Fortunately, human nature is such that I run only an insignificant risk of getting everyone to agree with me when I offer an argument for incompatibilism. So I can offer the arguments safely.
I chose the example of incompatibilism carefully. I wouldn't say the same thing about things that I am much more confident of, say that there is a physical world or that 2+2=4. There the risk of being wrong is so small and the level of unreasonableness in denying the claim are sufficiently high that it would be good for the epistemic community to have universal agreement. On the other hand, there are philosophical doctrines which I think are likely to be true, but where I am sufficiently unsure that I would cringe if I convinced someone.

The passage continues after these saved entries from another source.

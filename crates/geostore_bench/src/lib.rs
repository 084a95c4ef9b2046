//! Benchmark utilities.

#![warn(missing_docs)]

use geostore_codec::Coordinate;
use rand::Rng;

/// Generate a random WGS84 coordinate.
pub fn random_coordinate<R: Rng>(rng: &mut R) -> Coordinate {
    Coordinate::new(rng.gen_range(-180.0..=180.0), rng.gen_range(-90.0..=90.0))
}

/// Generate `count` nodes with ascending ids spaced by at most `max_gap`.
pub fn generate_nodes(count: usize, max_gap: i64) -> Vec<(i64, Coordinate)> {
    let mut rng = rand::thread_rng();
    let mut id = 0;
    (0..count)
        .map(|_| {
            id += rng.gen_range(1..=max_gap.max(1));
            (id, random_coordinate(&mut rng))
        })
        .collect()
}

/// Pick `count` ids out of `nodes`, in random order.
pub fn sample_ids(nodes: &[(i64, Coordinate)], count: usize) -> Vec<i64> {
    let mut rng = rand::thread_rng();
    (0..count)
        .map(|_| nodes[rng.gen_range(0..nodes.len())].0)
        .collect()
}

I think part of the issue here is that people think that there are indicators of determinism in the study of the physical world. I think interesting discussions of how we can be free in a world such as we observe would still go on, even if everyone were convinced that we (somehow) have it. For example, Peter van Inwagen is a Libertarian, but also believes that he has a defeator for both determinism and indeterminism. I don't think the interesting discussions and questions would stop even if everyone knew we had free will(albeit with less certainty than they know that 2+2=4). Indeed, I think we all DO know that we have free will, even when we deny it on the basis of some evidence. As Richard Swinburne has pointed out, the people conducting Libet-style experiments (even the experimentors who seem very convinced of determinism) rely on the subject to answer truthfully.